Despite ongoing research on CRISPR/Cas9, its potential was demonstrated in an experiment conducted by He Jiankui, who worked with the world’s first gene-edited twins (6, 7). Using CRISPR technology, Jiankui was able to impair the CCR5 gene that facilitates HIV infection, allowing for the twins to be born HIV- free despite their father being infected (7). However, the experiment was not legally supported by Chinese regulations and faced public criticism (7). Furthermore, with several successful and conventional methods for preventing HIV infection along with the fact that sperm washing had been utilized to ensure that only the aseptic DNA was used, editing the twins’ genes was unnecessary (6, 7). Thus, altering early embryos presented no benefits for the babies, and in contrast, generated potentially considerable risks. One of the major limitations surrounding genetic engineering in developing embryos is mosaicism, where there is a significant chance that other embryonic cells may carry undesirable mutations which may result in unanticipated consequences (6). Furthermore, genome editing also raises the ethical question of whether parents have the right to make the decision for their embryo since technically, they would be considered the patient. Although some individuals believe that it is unfeasible to acquire informed consent for germline therapy, others argue that important findings can still be derived as a result of these studies that can potentially be applied towards other cases.

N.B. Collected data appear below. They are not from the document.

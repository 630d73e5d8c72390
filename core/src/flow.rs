//! Flow identity.
//!
//! A flow is a 5-tuple (source/destination address and port, L4 protocol). `FlowKey` is
//! directional (distinguishes the originator from the responder); `ConnId` normalizes a
//! `FlowKey` so that packets from either direction of the same flow hash to the same
//! table entry.

use std::cmp;
use std::fmt;
use std::net::SocketAddr;

use serde::Serialize;

/// Layer-4 protocol of a flow.
#[derive(Debug, Clone, Copy, PartialEq, Eq, Hash, Serialize)]
pub enum L4Protocol {
    Tcp,
    Udp,
}

impl fmt::Display for L4Protocol {
    fn fmt(&self, f: &mut fmt::Formatter<'_>) -> fmt::Result {
        match self {
            L4Protocol::Tcp => write!(f, "tcp"),
            L4Protocol::Udp => write!(f, "udp"),
        }
    }
}

/// A directional flow identifier: the endpoint that sent the first observed packet is
/// `orig`, the other is `resp`.
#[derive(Debug, Copy, Clone, Hash, Eq, PartialEq, Serialize)]
pub struct FlowKey {
    pub orig: SocketAddr,
    pub resp: SocketAddr,
    pub l4: L4Protocol,
}

impl FlowKey {
    pub fn new(orig: SocketAddr, resp: SocketAddr, l4: L4Protocol) -> Self {
        FlowKey { orig, resp, l4 }
    }

    /// Normalizes this key into the direction-independent `ConnId` used by the
    /// connection table.
    pub fn conn_id(&self) -> ConnId {
        ConnId(cmp::max(self.orig, self.resp), cmp::min(self.orig, self.resp), self.l4)
    }

    /// `true` if `addr` is the originator of this flow.
    pub fn is_orig(&self, addr: SocketAddr) -> bool {
        self.orig == addr
    }
}

impl fmt::Display for FlowKey {
    fn fmt(&self, f: &mut fmt::Formatter<'_>) -> fmt::Result {
        write!(f, "{} -> {} ({})", self.orig, self.resp, self.l4)
    }
}

/// A direction-independent connection identifier used as the connection table's key.
#[derive(Debug, Clone, Hash, Eq, PartialEq)]
pub struct ConnId(SocketAddr, SocketAddr, L4Protocol);

impl fmt::Display for ConnId {
    fn fmt(&self, f: &mut fmt::Formatter<'_>) -> fmt::Result {
        write!(f, "{} <> {} ({})", self.0, self.1, self.2)
    }
}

In addition to the controversy surrounding genetic engineering in embryos, the commercialization of therapies may exacerbate the existing disparities in healthcare (8). Some fear that if used to its maximum capabilities, germline editing and other techniques may establish the creation of distinct classes based on how well their engineered genome is (8). The healthcare gap is especially evident in rural communities, as a 2006 survey indicated that 25% of children living were not receiving access to proper medical care (9). One of the major factors determining whether or not a patient seeks medical treatment is insurance, and those from high-income backgrounds were found to be twice as likely to receive treatment for genetic diseases (9). The impact of genetic engineering is only as effective as its implementation, and in order to ensure equity in healthcare, there must be policies in place to eliminate the barriers of receiving proper treatment.
With its extensive applications, genetic engineering has the potential to revolutionize the future of medicine. Yet with current ethical concerns surrounding this topic, there are limits that researchers must consider. Despite its limitations, genetic engineering can be more widely viewed as a safe approach used to enhance the quality of human life and improve daily function while decreasing the prevalence of major disorders and diseases. Public hesitancy is reasonable given that it is a relatively new field. To diminish concerns, greater research transparency and promising findings may gradually increase acceptance towards this groundbreaking technology. Genetic engineering still has a long way to go, but by fostering transparency and cooperation, we can work towards a world where genetic engineering fulfills its potential as a tool to positively impact medicine and offer hope for a healthier future.